▶ _Aim of the task_:
In the listing below, how many lines contain "HandlerError"? Answer with the number alone.
+ + + + +
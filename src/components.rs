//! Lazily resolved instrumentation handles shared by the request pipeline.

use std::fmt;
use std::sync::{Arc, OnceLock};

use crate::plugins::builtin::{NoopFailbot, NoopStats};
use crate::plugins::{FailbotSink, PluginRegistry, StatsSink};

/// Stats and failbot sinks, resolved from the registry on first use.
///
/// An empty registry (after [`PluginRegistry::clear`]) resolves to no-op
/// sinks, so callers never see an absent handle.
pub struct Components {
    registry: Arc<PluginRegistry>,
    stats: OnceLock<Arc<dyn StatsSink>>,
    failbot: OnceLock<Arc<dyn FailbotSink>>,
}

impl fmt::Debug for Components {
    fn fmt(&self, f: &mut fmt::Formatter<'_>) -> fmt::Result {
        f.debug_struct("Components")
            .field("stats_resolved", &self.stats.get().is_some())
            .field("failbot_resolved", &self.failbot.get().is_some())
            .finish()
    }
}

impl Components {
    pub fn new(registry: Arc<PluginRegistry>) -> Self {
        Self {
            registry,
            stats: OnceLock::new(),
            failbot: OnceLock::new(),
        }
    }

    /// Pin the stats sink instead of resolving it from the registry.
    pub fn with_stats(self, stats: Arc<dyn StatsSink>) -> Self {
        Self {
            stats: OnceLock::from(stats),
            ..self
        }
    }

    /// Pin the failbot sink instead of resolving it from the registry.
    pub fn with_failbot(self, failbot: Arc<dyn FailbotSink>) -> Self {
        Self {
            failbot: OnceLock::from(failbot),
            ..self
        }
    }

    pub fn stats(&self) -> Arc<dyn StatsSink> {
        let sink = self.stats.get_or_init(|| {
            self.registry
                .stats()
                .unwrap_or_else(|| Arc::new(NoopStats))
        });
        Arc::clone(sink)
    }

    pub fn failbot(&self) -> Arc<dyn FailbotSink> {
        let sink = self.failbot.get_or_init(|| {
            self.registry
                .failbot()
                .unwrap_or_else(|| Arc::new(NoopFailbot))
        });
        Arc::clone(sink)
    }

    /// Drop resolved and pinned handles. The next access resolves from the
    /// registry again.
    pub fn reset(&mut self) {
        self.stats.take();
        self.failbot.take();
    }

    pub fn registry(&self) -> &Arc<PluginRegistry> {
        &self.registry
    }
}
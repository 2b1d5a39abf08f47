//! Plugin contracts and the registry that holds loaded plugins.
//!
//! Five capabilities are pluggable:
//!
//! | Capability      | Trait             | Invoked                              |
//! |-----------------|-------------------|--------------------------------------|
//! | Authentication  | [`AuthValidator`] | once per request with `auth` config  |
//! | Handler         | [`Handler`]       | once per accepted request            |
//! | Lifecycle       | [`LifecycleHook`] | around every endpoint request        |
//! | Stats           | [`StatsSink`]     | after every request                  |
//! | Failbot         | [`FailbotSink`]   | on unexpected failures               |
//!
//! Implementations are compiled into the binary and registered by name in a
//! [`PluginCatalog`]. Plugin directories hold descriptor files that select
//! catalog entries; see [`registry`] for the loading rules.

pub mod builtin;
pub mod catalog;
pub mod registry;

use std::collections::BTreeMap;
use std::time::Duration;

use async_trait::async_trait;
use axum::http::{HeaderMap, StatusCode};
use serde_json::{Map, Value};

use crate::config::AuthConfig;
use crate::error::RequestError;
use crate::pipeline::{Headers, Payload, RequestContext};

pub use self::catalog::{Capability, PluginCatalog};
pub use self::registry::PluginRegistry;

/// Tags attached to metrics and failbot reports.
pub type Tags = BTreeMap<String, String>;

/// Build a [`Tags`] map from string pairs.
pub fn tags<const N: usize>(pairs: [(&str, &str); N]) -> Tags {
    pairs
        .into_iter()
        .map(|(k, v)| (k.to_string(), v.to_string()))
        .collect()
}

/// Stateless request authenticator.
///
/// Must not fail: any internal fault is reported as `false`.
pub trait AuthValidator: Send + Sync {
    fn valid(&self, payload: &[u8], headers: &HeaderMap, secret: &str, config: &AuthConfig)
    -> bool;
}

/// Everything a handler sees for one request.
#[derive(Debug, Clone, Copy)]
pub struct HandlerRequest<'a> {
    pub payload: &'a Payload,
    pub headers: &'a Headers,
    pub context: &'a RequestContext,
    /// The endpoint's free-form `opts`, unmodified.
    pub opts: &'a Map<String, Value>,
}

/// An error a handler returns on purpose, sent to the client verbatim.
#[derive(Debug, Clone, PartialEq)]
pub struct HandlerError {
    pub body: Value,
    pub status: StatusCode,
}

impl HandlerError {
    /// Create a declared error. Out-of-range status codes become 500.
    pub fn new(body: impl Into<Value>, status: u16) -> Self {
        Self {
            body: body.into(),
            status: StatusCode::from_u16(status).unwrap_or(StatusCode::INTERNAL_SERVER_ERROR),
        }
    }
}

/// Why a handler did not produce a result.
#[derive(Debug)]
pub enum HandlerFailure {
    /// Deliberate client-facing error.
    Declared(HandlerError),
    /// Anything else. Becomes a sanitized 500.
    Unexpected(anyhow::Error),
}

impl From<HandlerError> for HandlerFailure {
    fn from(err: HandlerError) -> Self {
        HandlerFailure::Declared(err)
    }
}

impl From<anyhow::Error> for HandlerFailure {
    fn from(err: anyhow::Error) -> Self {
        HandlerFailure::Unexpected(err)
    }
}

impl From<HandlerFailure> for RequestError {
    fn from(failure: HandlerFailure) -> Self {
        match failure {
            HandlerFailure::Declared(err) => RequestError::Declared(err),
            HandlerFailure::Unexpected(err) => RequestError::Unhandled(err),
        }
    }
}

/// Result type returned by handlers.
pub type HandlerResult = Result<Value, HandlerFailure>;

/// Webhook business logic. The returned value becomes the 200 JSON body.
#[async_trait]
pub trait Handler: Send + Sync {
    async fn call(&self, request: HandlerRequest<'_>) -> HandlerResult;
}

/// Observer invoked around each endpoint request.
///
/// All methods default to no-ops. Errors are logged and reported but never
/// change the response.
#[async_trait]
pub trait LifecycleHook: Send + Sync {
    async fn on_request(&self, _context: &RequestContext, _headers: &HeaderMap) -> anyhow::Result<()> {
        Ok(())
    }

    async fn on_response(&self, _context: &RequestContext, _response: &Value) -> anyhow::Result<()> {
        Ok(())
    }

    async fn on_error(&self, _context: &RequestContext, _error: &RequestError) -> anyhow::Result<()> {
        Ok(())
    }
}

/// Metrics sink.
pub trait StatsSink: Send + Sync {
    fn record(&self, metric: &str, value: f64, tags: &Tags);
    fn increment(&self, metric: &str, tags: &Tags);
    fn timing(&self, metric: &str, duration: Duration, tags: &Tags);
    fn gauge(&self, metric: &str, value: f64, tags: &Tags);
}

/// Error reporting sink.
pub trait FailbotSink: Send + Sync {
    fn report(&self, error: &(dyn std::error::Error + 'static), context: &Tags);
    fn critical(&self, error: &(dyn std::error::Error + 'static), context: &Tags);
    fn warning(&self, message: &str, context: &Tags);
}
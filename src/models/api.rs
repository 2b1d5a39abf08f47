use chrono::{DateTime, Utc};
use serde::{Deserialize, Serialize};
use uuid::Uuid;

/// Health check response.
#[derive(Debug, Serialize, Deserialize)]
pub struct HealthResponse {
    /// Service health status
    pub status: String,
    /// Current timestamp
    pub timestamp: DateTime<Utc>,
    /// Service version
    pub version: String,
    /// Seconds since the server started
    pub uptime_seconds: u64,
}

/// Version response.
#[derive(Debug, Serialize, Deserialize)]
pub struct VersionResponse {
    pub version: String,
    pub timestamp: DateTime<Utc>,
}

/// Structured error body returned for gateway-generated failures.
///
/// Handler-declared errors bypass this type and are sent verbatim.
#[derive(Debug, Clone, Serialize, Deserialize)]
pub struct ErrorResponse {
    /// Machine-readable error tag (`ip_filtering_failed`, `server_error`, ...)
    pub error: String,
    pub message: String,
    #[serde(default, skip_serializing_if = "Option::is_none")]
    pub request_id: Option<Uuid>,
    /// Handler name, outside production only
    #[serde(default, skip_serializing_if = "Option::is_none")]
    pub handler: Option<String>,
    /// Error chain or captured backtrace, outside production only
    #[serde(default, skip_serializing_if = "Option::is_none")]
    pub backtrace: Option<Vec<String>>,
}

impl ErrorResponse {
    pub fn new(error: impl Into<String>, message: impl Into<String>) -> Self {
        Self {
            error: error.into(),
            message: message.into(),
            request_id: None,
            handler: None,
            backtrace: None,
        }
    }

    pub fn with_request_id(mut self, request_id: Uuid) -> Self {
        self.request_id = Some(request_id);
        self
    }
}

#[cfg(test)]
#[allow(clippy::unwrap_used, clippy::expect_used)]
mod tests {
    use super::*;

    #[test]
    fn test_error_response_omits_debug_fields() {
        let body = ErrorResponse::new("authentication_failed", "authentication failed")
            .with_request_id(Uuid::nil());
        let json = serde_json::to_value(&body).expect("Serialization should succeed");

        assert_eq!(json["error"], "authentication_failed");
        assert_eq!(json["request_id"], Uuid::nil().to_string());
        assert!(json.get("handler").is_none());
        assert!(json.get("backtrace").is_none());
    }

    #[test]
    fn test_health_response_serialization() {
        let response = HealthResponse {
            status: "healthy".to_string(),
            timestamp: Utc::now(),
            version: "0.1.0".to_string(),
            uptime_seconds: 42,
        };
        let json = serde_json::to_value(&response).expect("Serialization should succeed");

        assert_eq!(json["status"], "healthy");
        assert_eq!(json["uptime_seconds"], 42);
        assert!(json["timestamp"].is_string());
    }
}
+ + + + +
▶ _Output below_:
5